En Bolivie, le Parlement a adopté une loi autorisant l'armée à lever les barrages routiers qui paralysent le pays depuis un mois. Ces barrages sont tenus par des partisans de l'ancien président Evo Morales, qui protestent contre la gestion du gouvernement actuel.
Un conflit politique persistant
Les partisans d'Evo Morales, principalement des agriculteurs et des mineurs, bloquent les routes pour exiger la démission du président Luis Arce. Ils accusent ce dernier de trahison et réclament le retour de leur leader, qui a fui le pays après avoir été accusé de violences.

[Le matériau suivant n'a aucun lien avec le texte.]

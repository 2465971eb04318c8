//! Notification routing.
//!
//! The router is the standing consumer of the domain event bus. It
//! converts message arrivals (for the peer, never the sender), unlinks,
//! and limit warnings into notification records, publishes them to
//! per-recipient live subscriptions, and requests a best-effort external
//! push keyed by the recipient's device token. Push failures are logged
//! and dropped; the durable record is the source of truth.
//!
//! Notification records are mutated only by their recipient. The unread
//! count is derived from the records on every read, never cached, so it
//! cannot drift from the store.

use crate::events::EventBus;
use crate::store::NotificationStore;
use async_trait::async_trait;
use dashmap::DashMap;
use famlink_types::{
    now_millis, DomainEvent, EpochMillis, MessageKind, Notification, NotificationId,
    NotificationKind, StoreResult, UserId,
};
use std::sync::Arc;
use tokio::sync::broadcast;

/// Buffer size for per-recipient notification channels.
const NOTIFY_CHANNEL_CAPACITY: usize = 64;

/// A push dispatch request for the external transport.
#[derive(Debug, Clone, PartialEq, Eq)]
pub struct PushRequest {
    /// Opaque device token registered by the recipient's client.
    pub device_token: String,
    /// Notification headline.
    pub title: String,
    /// Notification body.
    pub body: String,
}

/// Error from the external push transport.
#[derive(Debug, thiserror::Error)]
pub enum PushError {
    /// The transport rejected or failed the dispatch attempt.
    #[error("push dispatch failed: {0}")]
    Dispatch(String),
}

/// External push transport. Fire-and-forget: the core never retries and
/// never surfaces a failed dispatch to the originating user.
#[async_trait]
pub trait PushTransport: Send + Sync {
    /// Attempt one delivery to a device token.
    async fn dispatch(&self, request: PushRequest) -> Result<(), PushError>;
}

/// A transport that drops every dispatch. Useful for tests and for
/// deployments without a push provider.
#[derive(Debug, Default)]
pub struct NoopPush;

#[async_trait]
impl PushTransport for NoopPush {
    async fn dispatch(&self, _request: PushRequest) -> Result<(), PushError> {
        Ok(())
    }
}

/// Converts domain events into the notification feed.
pub struct NotificationRouter {
    store: Arc<dyn NotificationStore>,
    push: Arc<dyn PushTransport>,
    tokens: DashMap<UserId, String>,
    subscribers: DashMap<UserId, broadcast::Sender<Notification>>,
}

impl NotificationRouter {
    /// Create a router over the given store and push transport.
    pub fn new(store: Arc<dyn NotificationStore>, push: Arc<dyn PushTransport>) -> Self {
        Self {
            store,
            push,
            tokens: DashMap::new(),
            subscribers: DashMap::new(),
        }
    }

    /// Register the device token push dispatches for `user` are keyed by.
    pub fn register_token(&self, user: &UserId, token: impl Into<String>) {
        self.tokens.insert(user.clone(), token.into());
    }

    /// Remove a user's device token; subsequent dispatches are skipped.
    pub fn remove_token(&self, user: &UserId) {
        self.tokens.remove(user);
    }

    /// Subscribe to new notifications for a recipient. Cancel by dropping
    /// the receiver.
    pub fn subscribe(&self, recipient: &UserId) -> broadcast::Receiver<Notification> {
        self.subscribers
            .entry(recipient.clone())
            .or_insert_with(|| broadcast::channel(NOTIFY_CHANNEL_CAPACITY).0)
            .subscribe()
    }

    /// The recipient's notifications, newest first.
    pub async fn notifications(&self, recipient: &UserId) -> StoreResult<Vec<Notification>> {
        self.store.for_recipient(recipient).await
    }

    /// The recipient's unread count, derived from the records.
    pub async fn unread_count(&self, recipient: &UserId) -> StoreResult<u64> {
        self.store.unread_count(recipient).await
    }

    /// Mark one of the recipient's notifications read.
    pub async fn mark_read(
        &self,
        id: &NotificationId,
        recipient: &UserId,
    ) -> StoreResult<Notification> {
        self.store.mark_read(id, recipient, now_millis()).await
    }

    /// Mark all of the recipient's notifications read. Returns how many
    /// changed.
    pub async fn mark_all_read(&self, recipient: &UserId) -> StoreResult<u64> {
        self.store.mark_all_read(recipient, now_millis()).await
    }

    /// Delete one of the recipient's notifications.
    pub async fn delete(&self, id: &NotificationId, recipient: &UserId) -> StoreResult<()> {
        self.store.delete(id, recipient).await
    }

    /// Convert one domain event into a notification record.
    ///
    /// Returns the stored record, or `None` for events that produce no
    /// notification (a message observed by its own sender).
    pub async fn handle_event(&self, event: DomainEvent) -> StoreResult<Option<Notification>> {
        let Some(notification) = notification_from_event(&event, now_millis()) else {
            return Ok(None);
        };

        self.store.insert(notification.clone()).await?;
        tracing::debug!(
            "notification {} for {} ({:?})",
            notification.id,
            notification.recipient_id,
            notification.kind
        );

        if let Some(tx) = self.subscribers.get(&notification.recipient_id) {
            let _ = tx.send(notification.clone());
        }

        self.dispatch_push(&notification).await;
        Ok(Some(notification))
    }

    /// Best-effort push dispatch. No retry, no error surfaced.
    async fn dispatch_push(&self, notification: &Notification) {
        let Some(token) = self
            .tokens
            .get(&notification.recipient_id)
            .map(|t| t.value().clone())
        else {
            tracing::debug!(
                "no device token for {}, skipping push",
                notification.recipient_id
            );
            return;
        };

        let request = PushRequest {
            device_token: token,
            title: notification.title.clone(),
            body: notification.body.clone(),
        };

        if let Err(e) = self.push.dispatch(request).await {
            tracing::warn!(
                "push to {} failed (record kept): {}",
                notification.recipient_id,
                e
            );
        }
    }
}

impl std::fmt::Debug for NotificationRouter {
    fn fmt(&self, f: &mut std::fmt::Formatter<'_>) -> std::fmt::Result {
        f.debug_struct("NotificationRouter")
            .field("tokens", &self.tokens.len())
            .field("subscriber_channels", &self.subscribers.len())
            .finish_non_exhaustive()
    }
}

/// Pure mapping from a domain event to a notification record.
fn notification_from_event(event: &DomainEvent, now: EpochMillis) -> Option<Notification> {
    let (recipient, kind, title, body) = match event {
        DomainEvent::MessagePosted { message, recipient } => {
            if message.sender_id == *recipient {
                return None;
            }
            let title = match message.kind {
                MessageKind::Reminder => "Reminder",
                MessageKind::Encouragement => "Encouragement",
                MessageKind::Warning => "Warning",
                MessageKind::Text | MessageKind::Custom => "New message",
            };
            (
                recipient.clone(),
                NotificationKind::Message,
                title.to_string(),
                message.text.clone(),
            )
        }
        DomainEvent::CodeRedeemed { relationship } => (
            relationship.child_id.clone(),
            NotificationKind::Pairing,
            "Device paired".to_string(),
            format!("Connected as \"{}\"", relationship.device_name),
        ),
        DomainEvent::RelationshipEnded { relationship } => (
            relationship.child_id.clone(),
            NotificationKind::Unlink,
            "Device unlinked".to_string(),
            "This device is no longer connected to a parent account".to_string(),
        ),
        DomainEvent::LimitWarning {
            recipient,
            title,
            body,
        } => (
            recipient.clone(),
            NotificationKind::Warning,
            title.clone(),
            body.clone(),
        ),
    };

    Some(Notification {
        id: NotificationId::new(),
        recipient_id: recipient,
        kind,
        title,
        body,
        created_at: now,
        read_at: None,
    })
}

/// Spawn the router's event loop over the bus.
///
/// Consumes the bus in order; cross-component consistency stays eventual.
/// Returns a handle that can be used to abort the task.
pub fn spawn_router(
    router: Arc<NotificationRouter>,
    bus: &EventBus,
) -> tokio::task::JoinHandle<()> {
    let mut events = bus.subscribe();
    tokio::spawn(async move {
        tracing::info!("notification router started");
        loop {
            match events.recv().await {
                Ok(event) => {
                    if let Err(e) = router.handle_event(event).await {
                        tracing::warn!("notification routing failed: {}", e);
                    }
                }
                Err(broadcast::error::RecvError::Lagged(missed)) => {
                    tracing::warn!("notification router lagged, missed {} events", missed);
                }
                Err(broadcast::error::RecvError::Closed) => break,
            }
        }
    })
}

Des conséquences économiques graves
Les barrages ont provoqué une pénurie de carburant et de nourriture dans plusieurs régions, notamment à La Paz et Santa Cruz. Les prix ont flambé et les transports sont perturbés, affectant l'économie locale.
La réponse du gouvernement
Le gouvernement a qualifié les barrages d'illégaux et a obtenu du Parlement l'autorisation de déployer l'armée pour rétablir l'ordre. Les militaires pourront utiliser la force si nécessaire, mais le gouvernement assure privilégier le dialogue.
Des tensions croissantes
Les affrontements entre les manifestants et les forces de l'ordre ont fait plusieurs blessés. La situation reste tendue, et l'opposition craint une escalade de la violence.
Cette autorisation parlementaire marque un tournant dans la crise bolivienne, mais ne résout pas les causes profondes du conflit politique.